Requirement —
For the data below, give again exactly the lines from the one containing "an existing file" through the one containing "pub struct CompletionsArgs", both ends included, and no others.

# # # # #

//! Clap derive structures for the `postview` CLI.
//!
//! Defines the command tree, global flags, and shared value enums. Also
//! compiled by `build.rs` for man page generation, so it may only depend on
//! clap and clap_complete.

use std::path::PathBuf;

use clap::{Args, Parser, Subcommand, ValueEnum};

// ── Top-Level CLI ────────────────────────────────────────────────────

/// postview -- browse a paginated posts feed from the terminal
#[derive(Debug, Parser)]
#[command(
    name = "postview",
    version,
    about = "Browse a paginated posts feed from the command line",
    long_about = "Reads posts and users from a json-server style REST API.\n\n\
        Pages are followed through the Link header and kept in a persistent\n\
        local cache, so repeated queries are answered without the network.",
    propagate_version = true,
    subcommand_required = true,
    arg_required_else_help = true
)]
pub struct Cli {
    #[command(flatten)]
    pub global: GlobalOpts,

    #[command(subcommand)]
    pub command: Command,
}

// ── Global Options ───────────────────────────────────────────────────

#[derive(Debug, Args)]
pub struct GlobalOpts {
    /// API base URL (overrides config)
    #[arg(long, global = true, value_name = "URL")]
    pub base_url: Option<String>,

    /// Request timeout in seconds (overrides config)
    #[arg(long, global = true)]
    pub timeout: Option<u64>,

    /// Keep pages in memory only; never read or write the cache file
    #[arg(long, global = true)]
    pub no_cache: bool,

    /// Cache database file (overrides config)
    #[arg(long, global = true, value_name = "FILE")]
    pub cache_path: Option<PathBuf>,

    /// Output format [default: from config, else table]
    #[arg(long, short = 'o', global = true)]
    pub output: Option<OutputFormat>,

    /// Increase verbosity (-v, -vv, -vvv)
    #[arg(long, short = 'v', action = clap::ArgAction::Count, global = true)]
    pub verbose: u8,

    /// Suppress non-error output
    #[arg(long, short = 'q', global = true)]
    pub quiet: bool,
}

// ── Value Enums ──────────────────────────────────────────────────────

#[derive(Debug, Clone, ValueEnum)]
pub enum OutputFormat {
    /// Pretty table (default, interactive)
    Table,
    /// Pretty-printed JSON
    Json,
    /// Compact single-line JSON
    JsonCompact,
    /// YAML
    Yaml,
    /// Plain text, one line per item (scripting)
    Plain,
}

/// Title sort direction.
#[derive(Debug, Clone, Copy, ValueEnum)]
pub enum SortDirection {
    Asc,
    Desc,
}

// ── Top-Level Command Enum ───────────────────────────────────────────

#[derive(Debug, Subcommand)]
pub enum Command {
    /// List posts, optionally sorted by title or filtered by author
    #[command(alias = "p")]
    Posts(PostsArgs),

    /// List the users available for the author filter
    Users,

    /// Inspect or clear the persistent page cache
    Cache(CacheArgs),

    /// Manage the configuration file
    Config(ConfigArgs),

    /// Generate shell completions
    Completions(CompletionsArgs),
}

// ── Posts ────────────────────────────────────────────────────────────

#[derive(Debug, Args)]
pub struct PostsArgs {
    /// Sort by title in this direction
    #[arg(long, short = 's', value_enum)]
    pub sort: Option<SortDirection>,

    /// Only show posts by this user ID
    #[arg(long = "user", value_name = "ID")]
    pub user_id: Option<u64>,

    /// Number of pages to load (stops early at the last page)
    #[arg(
        long,
        short = 'n',
        default_value = "1",
        value_parser = clap::value_parser!(u32).range(1..)
    )]
    pub pages: u32,
}

// ── Cache ────────────────────────────────────────────────────────────

#[derive(Debug, Args)]
pub struct CacheArgs {
    #[command(subcommand)]
    pub command: CacheCommand,
}

#[derive(Debug, Subcommand)]
pub enum CacheCommand {
    /// Print the cache database location
    Path,

    /// Remove every cached page
    Clear,

    /// Show entry count and size on disk
    Stats,
}

// ── Config ───────────────────────────────────────────────────────────

#[derive(Debug, Args)]
pub struct ConfigArgs {
    #[command(subcommand)]
    pub command: ConfigCommand,
}

#[derive(Debug, Subcommand)]
pub enum ConfigCommand {
    /// Write a config file populated with the defaults
    Init {
        /// Overwrite an existing file
        #[arg(long)]
        force: bool,
    },

    /// Display the resolved configuration (file + environment)
    Show,

    /// Print the config file location
    Path,
}

// ── Completions ──────────────────────────────────────────────────────

#[derive(Debug, Args)]
pub struct CompletionsArgs {
    /// Shell to generate completions for
    pub shell: clap_complete::Shell,
}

# # # # #

Reply —
        /// Overwrite an existing file
        #[arg(long)]
        force: bool,
    },

    /// Display the resolved configuration (file + environment)
    Show,

    /// Print the config file location
    Path,
}

// ── Completions ──────────────────────────────────────────────────────

#[derive(Debug, Args)]
pub struct CompletionsArgs {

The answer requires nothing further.